Kiplyn's father hopes 'big step' will lead the family to her body

PROVO — It's been 12 1/2 years since Kiplyn Davis disappeared, and for the first time Wednesday, her family saw a former classmate appear before a judge on a murder charge.

Christopher Jeppson, 30, sat shackled in a jury box, waiting for his turn to face 4th District Judge Lynn Davis and hear the charge of first-degree murder.

Jeppson was charged last Thursday by the Utah County Attorney's Office and has been added to the murder case pending against Timmy Brent Olsen, 30, another former classmate of Kiplyn's who was charged with her murder in January 2006.

"We are thrilled with our prosecuting attorneys," Kiplyn's father, Richard Davis, said after the hearing early Wednesday. "This is a big step. We are hoping this will put enough pressure on them to have them tell us where she is (so we can) bring her home. We don't want vengeance."

Jeppson, Olsen and three other men were previously indicted by a federal grand jury for perjury, accused of lying to federal investigators about their knowledge and involvement in the 15-year-old's disappearance.

Jeppson will be sentenced in federal court on Nov. 28, and it's unknown how this case may affect the federal case, or vice versa, said Jeppson's attorney, Scott Williams, who also represented Jeppson in his federal trial.

At the press conference last week for the murder charge, federal prosecutors said they would work with the local jurisdiction to ensure there are no more delays, either for Olsen or Jeppson.

Olsen and Jeppson will have a joint hearing on Oct. 31, which will be the first physical appearance for Olsen in 4th District Court.

Jeppson's attorney also asked for a hearing on Oct. 16 to address bail.
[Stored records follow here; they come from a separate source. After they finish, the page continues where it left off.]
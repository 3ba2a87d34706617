//! Per-document synchronization and language features.
//!
//! One [`DocumentSyncManager`] exists per attached document. It is the only
//! writer of that document's protocol state: the shadow text, the version
//! counter, and the diagnostics snapshot. Edits are buffered into the sync
//! flavor negotiated at initialize time and language-feature requests are
//! issued against the owning session's dispatcher.

use std::sync::Weak;
use std::sync::atomic::{AtomicBool, AtomicI32, Ordering};
use std::sync::Arc;

use arc_swap::ArcSwap;
use lsp_types::{
	CodeAction, CodeActionContext, CodeActionOrCommand, CodeActionParams, CompletionContext,
	CompletionParams, CompletionResponse, Diagnostic, DidChangeTextDocumentParams,
	DidCloseTextDocumentParams, DidOpenTextDocumentParams, DocumentChangeOperation,
	DocumentChanges, DocumentFormattingParams, DocumentRangeFormattingParams,
	DocumentSymbolParams, DocumentSymbolResponse,
	FormattingOptions, GotoDefinitionParams, GotoDefinitionResponse, Hover, Location, Position,
	Range, ReferenceContext, ReferenceParams, RenameParams, ResourceOp, SignatureHelp,
	SignatureHelpParams, TextDocumentContentChangeEvent, TextDocumentIdentifier,
	TextDocumentItem, TextDocumentPositionParams, TextEdit, Uri,
	VersionedTextDocumentIdentifier, WorkspaceEdit,
	notification::{DidChangeTextDocument, DidCloseTextDocument, DidOpenTextDocument},
	request::{
		CodeActionRequest, Completion, DocumentSymbolRequest, Formatting, GotoDefinition,
		HoverRequest, RangeFormatting, References, Rename, SignatureHelpRequest,
	},
};
use parking_lot::Mutex;
use ropey::Rope;

use crate::capabilities::SyncKind;
use crate::ledger::RequestCategory;
use crate::session::Session;
use crate::{Error, Result};

/// One local edit: replace `range` with `text`. A `None` range replaces the
/// whole document.
#[derive(Debug, Clone)]
pub struct TextChange {
	/// Region to replace, in UTF-16 code-unit positions.
	pub range: Option<Range>,
	/// Replacement text.
	pub text: String,
}

impl TextChange {
	/// Full-document replacement.
	pub fn full(text: impl Into<String>) -> Self {
		Self {
			range: None,
			text: text.into(),
		}
	}

	/// Ranged replacement.
	pub fn ranged(range: Range, text: impl Into<String>) -> Self {
		Self {
			range: Some(range),
			text: text.into(),
		}
	}
}

/// Protocol-side state of one attached document.
pub struct DocumentSyncManager {
	uri: Uri,
	language_id: String,
	session: Weak<Session>,
	/// Shadow copy of the document text. Held across the version bump and
	/// the outbound send so edit notifications leave in application order.
	text: Mutex<Rope>,
	version: AtomicI32,
	diagnostics: ArcSwap<Vec<Diagnostic>>,
	closed: AtomicBool,
}

impl DocumentSyncManager {
	pub(crate) fn new(
		uri: Uri,
		language_id: String,
		text: &str,
		session: Weak<Session>,
	) -> Self {
		Self {
			uri,
			language_id,
			session,
			text: Mutex::new(Rope::from_str(text)),
			version: AtomicI32::new(0),
			diagnostics: ArcSwap::from_pointee(Vec::new()),
			closed: AtomicBool::new(false),
		}
	}

	/// The document this manager synchronizes.
	pub fn uri(&self) -> &Uri {
		&self.uri
	}

	/// The version last announced to the server.
	pub fn version(&self) -> i32 {
		self.version.load(Ordering::Acquire)
	}

	/// Current shadow text.
	pub fn text(&self) -> String {
		self.text.lock().to_string()
	}

	/// Current diagnostics snapshot. Lock-free; readers that obtained a
	/// previous snapshot keep a consistent, complete set.
	pub fn diagnostics(&self) -> Arc<Vec<Diagnostic>> {
		self.diagnostics.load_full()
	}

	fn session(&self) -> Result<Arc<Session>> {
		self.session.upgrade().ok_or(Error::Cancelled)
	}

	fn check_open(&self) -> Result<()> {
		if self.closed.load(Ordering::Acquire) {
			return Err(Error::Cancelled);
		}
		Ok(())
	}

	/// Announce the document to the server. Called once by the session on
	/// attach and again on restart replay.
	pub(crate) fn announce_open(&self) -> Result<()> {
		let session = self.session()?;
		let manager = session.manager()?;
		let text = self.text.lock();
		manager.notify::<DidOpenTextDocument>(DidOpenTextDocumentParams {
			text_document: TextDocumentItem {
				uri: self.uri.clone(),
				language_id: self.language_id.clone(),
				version: self.version.load(Ordering::Acquire),
				text: text.to_string(),
			},
		})
	}

	/// Reset protocol state for a fresh connection and re-announce.
	pub(crate) fn replay_open(&self) -> Result<()> {
		self.version.store(0, Ordering::Release);
		self.announce_open()
	}

	/// Apply local edits and forward them in the negotiated sync flavor.
	///
	/// With incremental sync each change is forwarded as a ranged event;
	/// with full sync the entire updated text is sent once; with sync kind
	/// none the shadow text is updated but nothing is sent and the version
	/// does not advance.
	pub fn apply_changes(&self, changes: &[TextChange]) -> Result<()> {
		self.check_open()?;
		let session = self.session()?;
		let manager = session.manager()?;
		let sync_kind = manager
			.capabilities()
			.map(|caps| caps.sync_kind())
			.unwrap_or_default();

		let mut text = self.text.lock();
		let mut events = Vec::new();
		for change in changes {
			if sync_kind == SyncKind::Incremental {
				events.push(TextDocumentContentChangeEvent {
					range: change.range,
					range_length: None,
					text: change.text.clone(),
				});
			}
			apply_to_rope(&mut text, change);
		}

		match sync_kind {
			SyncKind::None => return Ok(()),
			SyncKind::Full => {
				events = vec![TextDocumentContentChangeEvent {
					range: None,
					range_length: None,
					text: text.to_string(),
				}];
			}
			SyncKind::Incremental => {}
		}

		let version = self.version.fetch_add(1, Ordering::AcqRel) + 1;
		manager.notify::<DidChangeTextDocument>(DidChangeTextDocumentParams {
			text_document: VersionedTextDocumentIdentifier {
				uri: self.uri.clone(),
				version,
			},
			content_changes: events,
		})
	}

	/// Announce the close, drop local diagnostic state, and render this
	/// manager inert. Idempotent.
	pub fn close(&self) -> Result<()> {
		if self.closed.swap(true, Ordering::AcqRel) {
			return Ok(());
		}
		self.clear_diagnostics();
		let Ok(session) = self.session() else {
			return Ok(());
		};
		let Ok(manager) = session.manager() else {
			return Ok(());
		};
		manager.notify::<DidCloseTextDocument>(DidCloseTextDocumentParams {
			text_document: self.identifier(),
		})
	}

	/// Replace the diagnostics snapshot and notify the host.
	pub(crate) fn publish_diagnostics(&self, diagnostics: Vec<Diagnostic>) {
		let snapshot = Arc::new(diagnostics);
		self.diagnostics.store(snapshot.clone());
		if let Some(session) = self.session.upgrade() {
			session.callbacks().diagnostics_changed(&self.uri, &snapshot);
		}
	}

	/// Drop the diagnostics snapshot, e.g. when the session dies.
	pub(crate) fn clear_diagnostics(&self) {
		self.publish_diagnostics(Vec::new());
	}

	fn identifier(&self) -> TextDocumentIdentifier {
		TextDocumentIdentifier {
			uri: self.uri.clone(),
		}
	}

	fn position_params(&self, position: Position) -> TextDocumentPositionParams {
		TextDocumentPositionParams {
			text_document: self.identifier(),
			position,
		}
	}

	/// `textDocument/hover` at a position.
	pub async fn hover(&self, position: Position) -> Result<Option<Hover>> {
		self.check_open()?;
		self.session()?
			.manager()?
			.request::<HoverRequest>(
				RequestCategory::Hover,
				lsp_types::HoverParams {
					text_document_position_params: self.position_params(position),
					work_done_progress_params: Default::default(),
				},
			)
			.await
	}

	/// `textDocument/completion` at a position, refined by the session
	/// extension before being handed back.
	pub async fn completion(
		&self,
		position: Position,
		context: Option<CompletionContext>,
	) -> Result<Option<CompletionResponse>> {
		self.check_open()?;
		let session = self.session()?;
		let response = session
			.manager()?
			.request::<Completion>(
				RequestCategory::Completion,
				CompletionParams {
					text_document_position: self.position_params(position),
					context,
					work_done_progress_params: Default::default(),
					partial_result_params: Default::default(),
				},
			)
			.await?;
		Ok(response.map(|r| session.extension().refine_completions(r)))
	}

	/// `textDocument/definition` at a position.
	pub async fn definition(&self, position: Position) -> Result<Option<GotoDefinitionResponse>> {
		self.check_open()?;
		self.session()?
			.manager()?
			.request::<GotoDefinition>(
				RequestCategory::Definition,
				GotoDefinitionParams {
					text_document_position_params: self.position_params(position),
					work_done_progress_params: Default::default(),
					partial_result_params: Default::default(),
				},
			)
			.await
	}

	/// `textDocument/references` at a position.
	pub async fn references(
		&self,
		position: Position,
		include_declaration: bool,
	) -> Result<Option<Vec<Location>>> {
		self.check_open()?;
		self.session()?
			.manager()?
			.request::<References>(
				RequestCategory::References,
				ReferenceParams {
					text_document_position: self.position_params(position),
					context: ReferenceContext {
						include_declaration,
					},
					work_done_progress_params: Default::default(),
					partial_result_params: Default::default(),
				},
			)
			.await
	}

	/// `textDocument/documentSymbol` for the whole document.
	pub async fn document_symbols(&self) -> Result<Option<DocumentSymbolResponse>> {
		self.check_open()?;
		self.session()?
			.manager()?
			.request::<DocumentSymbolRequest>(
				RequestCategory::DocumentSymbol,
				DocumentSymbolParams {
					text_document: self.identifier(),
					work_done_progress_params: Default::default(),
					partial_result_params: Default::default(),
				},
			)
			.await
	}

	/// `textDocument/formatting` for the whole document.
	pub async fn formatting(&self, options: FormattingOptions) -> Result<Option<Vec<TextEdit>>> {
		self.check_open()?;
		self.session()?
			.manager()?
			.request::<Formatting>(
				RequestCategory::Formatting,
				DocumentFormattingParams {
					text_document: self.identifier(),
					options,
					work_done_progress_params: Default::default(),
				},
			)
			.await
	}

	/// `textDocument/rangeFormatting` for a region of the document.
	pub async fn range_formatting(
		&self,
		range: Range,
		options: FormattingOptions,
	) -> Result<Option<Vec<TextEdit>>> {
		self.check_open()?;
		self.session()?
			.manager()?
			.request::<RangeFormatting>(
				RequestCategory::RangeFormatting,
				DocumentRangeFormattingParams {
					text_document: self.identifier(),
					range,
					options,
					work_done_progress_params: Default::default(),
				},
			)
			.await
	}

	/// `textDocument/codeAction` for a range, seeded with the current
	/// diagnostics overlapping it.
	pub async fn code_actions(&self, range: Range) -> Result<Vec<CodeAction>> {
		self.check_open()?;
		let diagnostics = self
			.diagnostics
			.load()
			.iter()
			.filter(|d| ranges_overlap(d.range, range))
			.cloned()
			.collect();
		let response = self
			.session()?
			.manager()?
			.request::<CodeActionRequest>(
				RequestCategory::CodeAction,
				CodeActionParams {
					text_document: self.identifier(),
					range,
					context: CodeActionContext {
						diagnostics,
						only: None,
						trigger_kind: None,
					},
					work_done_progress_params: Default::default(),
					partial_result_params: Default::default(),
				},
			)
			.await?;
		Ok(response
			.unwrap_or_default()
			.into_iter()
			.filter_map(|entry| match entry {
				CodeActionOrCommand::CodeAction(action) => Some(action),
				CodeActionOrCommand::Command(_) => None,
			})
			.collect())
	}

	/// `textDocument/signatureHelp` at a position.
	pub async fn signature_help(&self, position: Position) -> Result<Option<SignatureHelp>> {
		self.check_open()?;
		self.session()?
			.manager()?
			.request::<SignatureHelpRequest>(
				RequestCategory::SignatureHelp,
				SignatureHelpParams {
					text_document_position_params: self.position_params(position),
					context: None,
					work_done_progress_params: Default::default(),
				},
			)
			.await
	}

	/// `textDocument/rename`, applied all-or-nothing.
	///
	/// Phase one asks the server for the workspace edit. Phase two verifies
	/// every touched document is either attached or resolvable by the host
	/// before anything is applied; if any is not, nothing is applied and
	/// [`Error::RenameAborted`] is returned. Returns whether the host
	/// accepted the edit.
	pub async fn rename(&self, position: Position, new_name: String) -> Result<bool> {
		self.check_open()?;
		let session = self.session()?;
		let Some(edit) = session
			.manager()?
			.request::<Rename>(
				RequestCategory::Rename,
				RenameParams {
					text_document_position: self.position_params(position),
					new_name,
					work_done_progress_params: Default::default(),
				},
			)
			.await?
		else {
			return Ok(false);
		};

		for uri in touched_documents(&edit) {
			let resolvable =
				session.document(&uri).is_some() || session.callbacks().can_resolve_document(&uri);
			if !resolvable {
				tracing::warn!(uri = %uri.as_str(), "rename touches unresolvable document");
				return Err(Error::RenameAborted {
					uri: uri.as_str().to_owned(),
				});
			}
		}

		Ok(session.callbacks().apply_workspace_edit(&edit))
	}
}

/// Every document a workspace edit touches, including resource operations.
fn touched_documents(edit: &WorkspaceEdit) -> Vec<Uri> {
	let mut uris = Vec::new();
	if let Some(changes) = &edit.changes {
		uris.extend(changes.keys().cloned());
	}
	match &edit.document_changes {
		Some(DocumentChanges::Edits(edits)) => {
			uris.extend(edits.iter().map(|e| e.text_document.uri.clone()));
		}
		Some(DocumentChanges::Operations(ops)) => {
			for op in ops {
				match op {
					DocumentChangeOperation::Edit(e) => uris.push(e.text_document.uri.clone()),
					DocumentChangeOperation::Op(ResourceOp::Create(c)) => {
						uris.push(c.uri.clone());
					}
					DocumentChangeOperation::Op(ResourceOp::Rename(r)) => {
						uris.push(r.old_uri.clone());
					}
					DocumentChangeOperation::Op(ResourceOp::Delete(d)) => {
						uris.push(d.uri.clone());
					}
				}
			}
		}
		None => {}
	}
	uris
}

fn ranges_overlap(a: Range, b: Range) -> bool {
	a.start <= b.end && b.start <= a.end
}

/// Char index of a UTF-16 position, clamped to the document.
fn position_to_char(rope: &Rope, position: Position) -> usize {
	let line = position.line as usize;
	if line >= rope.len_lines() {
		return rope.len_chars();
	}
	let line_start = rope.line_to_char(line);
	let slice = rope.line(line);
	let mut code_units = 0u32;
	let mut chars = 0usize;
	for ch in slice.chars() {
		if code_units >= position.character || ch == '\n' {
			break;
		}
		code_units += ch.len_utf16() as u32;
		chars += 1;
	}
	line_start + chars
}

fn apply_to_rope(rope: &mut Rope, change: &TextChange) {
	match change.range {
		None => *rope = Rope::from_str(&change.text),
		Some(range) => {
			let start = position_to_char(rope, range.start);
			let end = position_to_char(rope, range.end).max(start);
			rope.remove(start..end);
			rope.insert(start, &change.text);
		}
	}
}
Jeppson is in the Utah County Jail on $100,000 cash-only bail, and his attorney wants it lowered.

Richard Davis said he'll be back as well, arguing vehemently against a lower bail.

"I want to let (the judge) know how we feel," he said. "We lock our doors every night. I am scared for my family. It's taken us a long time to get to this point. He needs to stay where he is."
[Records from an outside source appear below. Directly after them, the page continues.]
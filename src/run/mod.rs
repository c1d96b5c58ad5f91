//! Run orchestration
//!
//! Wires the render engine, pacing, retry and sinks into the two stage
//! controllers, and owns interrupt handling. Exactly one page render is
//! in flight at any time; all waiting suspends the single worker.

mod details;
mod links;
mod pace;
mod retry;

pub use details::{ExtractOutcome, ExtractionController};
pub use links::{CrawlController, CrawlOutcome};
pub use pace::{OpClass, RateLimiter};
pub use retry::RetryOrchestrator;

use crate::config::Config;
use crate::extract::FieldExtractor;
use crate::render::HttpRenderer;
use crate::sink::{read_link_list, LinkSink, RecordSink, FALLBACK_LINKS};
use crate::Result;
use std::path::Path;
use std::sync::atomic::{AtomicBool, Ordering};
use std::sync::Arc;

/// Cooperative interrupt flag, checked between pages/items
///
/// The current operation always completes and flushes before the run
/// winds down; nothing is abandoned mid-write.
#[derive(Clone, Default)]
pub struct Shutdown(Arc<AtomicBool>);

impl Shutdown {
    pub fn new() -> Self {
        Self::default()
    }

    pub fn trigger(&self) {
        self.0.store(true, Ordering::SeqCst);
    }

    pub fn is_triggered(&self) -> bool {
        self.0.load(Ordering::SeqCst)
    }
}

/// Installs a Ctrl-C handler that trips the shutdown flag
pub fn install_interrupt_handler(shutdown: Shutdown) {
    tokio::spawn(async move {
        if tokio::signal::ctrl_c().await.is_ok() {
            tracing::warn!("Interrupt received; finishing the current item before exit");
            shutdown.trigger();
        }
    });
}

/// Runs stage one: discover item links over the configured page range
pub async fn run_link_discovery(config: &Config, shutdown: Shutdown) -> Result<CrawlOutcome> {
    let renderer = HttpRenderer::new(&config.fetch)?;
    let limiter = RateLimiter::new(config.pacing.clone());
    let orchestrator = RetryOrchestrator::new(&renderer, &limiter, &config.fetch);

    let mut sink = LinkSink::open(Path::new(&config.output.links_path))?;
    let controller = CrawlController::new(config, &orchestrator, &limiter, shutdown);

    let outcome = controller.run(&mut sink).await?;
    tracing::info!(
        "Discovery finished: {} page(s) visited, {} link(s) appended to {}",
        outcome.pages_visited,
        outcome.links_appended,
        config.output.links_path
    );
    Ok(outcome)
}

/// Runs stage two: extract a record for every URL in the link list
pub async fn run_detail_extraction(config: &Config, shutdown: Shutdown) -> Result<ExtractOutcome> {
    let renderer = HttpRenderer::new(&config.fetch)?;
    let limiter = RateLimiter::new(config.pacing.clone());
    let orchestrator = RetryOrchestrator::new(&renderer, &limiter, &config.fetch);
    let extractor = FieldExtractor::new()?;

    let urls = load_link_list(&config.output.links_path);
    tracing::info!("{} URL(s) to process", urls.len());

    let mut sink = RecordSink::open(Path::new(&config.output.details_path))?;
    let controller = ExtractionController::new(&orchestrator, extractor, shutdown);

    let outcome = controller.run(&urls, &mut sink).await?;
    tracing::info!(
        "Extraction finished: {} record(s) persisted to {}",
        outcome.records_persisted,
        config.output.details_path
    );
    Ok(outcome)
}

/// Reads the link list, falling back loudly to the built-in examples
/// when it cannot be read
///
/// A readable but empty list is an ordinary zero-item run, not a
/// fallback case.
fn load_link_list(path: &str) -> Vec<String> {
    match read_link_list(Path::new(path)) {
        Ok(urls) => {
            if urls.is_empty() {
                tracing::warn!("Link list {} is empty; nothing to extract", path);
            }
            urls
        }
        Err(e) => {
            tracing::warn!(
                "Could not read link list {}: {}; falling back to {} built-in example URL(s)",
                path,
                e,
                FALLBACK_LINKS.len()
            );
            FALLBACK_LINKS.iter().map(|s| s.to_string()).collect()
        }
    }
}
Prosecutor Mariane O'Bryant said the judge would consider Jeppson's potential to re-offend as well as the possibility that he would run away if he bailed out of jail. She said she also has the ability to ask for an increased bail amount.
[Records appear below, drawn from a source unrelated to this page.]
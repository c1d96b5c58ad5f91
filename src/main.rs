//! Nhadat-Harvest command-line entry point
//!
//! Two-stage harvester: `--links` discovers item URLs from paginated
//! listing pages, `--details` extracts property records from those
//! URLs. With neither flag both stages run in sequence.

use anyhow::bail;
use clap::Parser;
use nhadat_harvest::config::load_config_with_hash;
use nhadat_harvest::run::{
    install_interrupt_handler, run_detail_extraction, run_link_discovery, Shutdown,
};
use std::path::PathBuf;
use tracing_subscriber::EnvFilter;

/// A polite two-stage real-estate listing harvester
#[derive(Parser, Debug)]
#[command(name = "nhadat-harvest")]
#[command(version)]
#[command(about = "Polite two-stage harvester for real-estate listings", long_about = None)]
struct Cli {
    /// Path to TOML configuration file
    #[arg(value_name = "CONFIG")]
    config: PathBuf,

    /// Increase logging verbosity (-v, -vv, -vvv)
    #[arg(short, long, action = clap::ArgAction::Count)]
    verbose: u8,

    /// Suppress non-error output
    #[arg(short, long, conflicts_with = "verbose")]
    quiet: bool,

    /// Run only link discovery (stage one)
    #[arg(long, conflicts_with = "details")]
    links: bool,

    /// Run only detail extraction (stage two)
    #[arg(long, conflicts_with = "links")]
    details: bool,

    /// Override the configured first listing page
    #[arg(long, value_name = "N")]
    start_page: Option<u32>,

    /// Override the configured last listing page
    #[arg(long, value_name = "N")]
    end_page: Option<u32>,

    /// Override the configured retry budget per fetch cycle
    #[arg(long, value_name = "N")]
    max_retries: Option<u32>,

    /// Validate config and show what would be harvested without fetching
    #[arg(long)]
    dry_run: bool,
}

#[tokio::main]
async fn main() -> anyhow::Result<()> {
    let cli = Cli::parse();

    setup_logging(cli.verbose, cli.quiet);

    tracing::info!("Loading configuration from: {}", cli.config.display());
    let (mut config, _config_hash) = match load_config_with_hash(&cli.config) {
        Ok((cfg, hash)) => {
            tracing::info!("Configuration loaded successfully (hash: {})", hash);
            (cfg, hash)
        }
        Err(e) => {
            tracing::error!("Failed to load configuration: {}", e);
            return Err(e.into());
        }
    };

    // CLI overrides on top of the file
    if let Some(start) = cli.start_page {
        config.crawl.start_page = start;
    }
    if let Some(end) = cli.end_page {
        config.crawl.end_page = end;
    }
    if let Some(retries) = cli.max_retries {
        config.fetch.max_retries = retries;
    }
    if config.crawl.start_page < 1 || config.crawl.end_page < config.crawl.start_page {
        bail!(
            "invalid page range {}..{}",
            config.crawl.start_page,
            config.crawl.end_page
        );
    }

    if cli.dry_run {
        print_dry_run(&config);
        return Ok(());
    }

    let shutdown = Shutdown::new();
    install_interrupt_handler(shutdown.clone());

    let run_links = cli.links || !cli.details;
    let run_details = cli.details || !cli.links;

    if run_links {
        let outcome = run_link_discovery(&config, shutdown.clone()).await?;
        println!(
            "Discovery {}: {} page(s) visited, {} link(s) saved to {}",
            if outcome.interrupted {
                "interrupted"
            } else {
                "complete"
            },
            outcome.pages_visited,
            outcome.links_appended,
            config.output.links_path
        );
        if outcome.interrupted {
            return Ok(());
        }
    }

    if run_details {
        let outcome = run_detail_extraction(&config, shutdown).await?;
        println!(
            "Extraction {}: {} record(s) saved to {}",
            if outcome.interrupted {
                "interrupted"
            } else {
                "complete"
            },
            outcome.records_persisted,
            config.output.details_path
        );
    }

    Ok(())
}

/// Sets up the tracing subscriber based on verbosity level
fn setup_logging(verbose: u8, quiet: bool) {
    let filter = if quiet {
        EnvFilter::new("error")
    } else {
        match verbose {
            0 => EnvFilter::new("nhadat_harvest=info,warn"),
            1 => EnvFilter::new("nhadat_harvest=debug,info"),
            2 => EnvFilter::new("nhadat_harvest=trace,debug"),
            _ => EnvFilter::new("trace"),
        }
    };

    tracing_subscriber::fmt()
        .with_env_filter(filter)
        .with_target(false)
        .with_thread_ids(false)
        .with_file(false)
        .init();
}

/// Shows what a run would do, without touching the network
fn print_dry_run(config: &nhadat_harvest::Config) {
    println!("=== Nhadat-Harvest Dry Run ===\n");

    println!("Site:");
    println!("  Listing template: {}", config.site.listing_url_template);
    println!("  Item marker: {}", config.site.item_marker);
    println!("  First page URL: {}", config.listing_url(config.crawl.start_page));

    println!("\nCrawl:");
    println!(
        "  Pages: {}..={} (inclusive)",
        config.crawl.start_page, config.crawl.end_page
    );
    println!("  Empty-page threshold: {}", config.crawl.empty_page_threshold);

    println!("\nFetch:");
    println!("  Max retries per cycle: {}", config.fetch.max_retries);
    println!("  Readiness timeout: {}s", config.fetch.ready_timeout_secs);

    println!("\nPacing (seconds):");
    println!(
        "  Listing fetch: {}..{}",
        config.pacing.listing_fetch.min_secs, config.pacing.listing_fetch.max_secs
    );
    println!(
        "  Item fetch: {}..{}",
        config.pacing.item_fetch.min_secs, config.pacing.item_fetch.max_secs
    );
    println!(
        "  Page pause: {}..{}",
        config.pacing.page_pause.min_secs, config.pacing.page_pause.max_secs
    );

    println!("\nOutput:");
    println!("  Links: {}", config.output.links_path);
    println!("  Details: {}", config.output.details_path);

    println!("\n✓ Configuration is valid");
}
Jeppson continued to glance toward Davis and his wife and their friends seated on the front row of the courtroom, and Davis said he never looked away.

"I want him to know I'm here ... representing Kiplyn," Davis said. "It's Kiplyn looking back at him. "

Davis emphasized that their family is not vindictive, they just crave the information that will lead them to their daughter's body, so she can be brought home and properly buried.

"Justice needs to be served and time spent (in prison), but it doesn't have to be a lifetime of service," he said. "I'm worried about their families. I don't want to be in their shoes, but they need to put themselves in my shoes. Let's get it settled and bring Kiplyn home."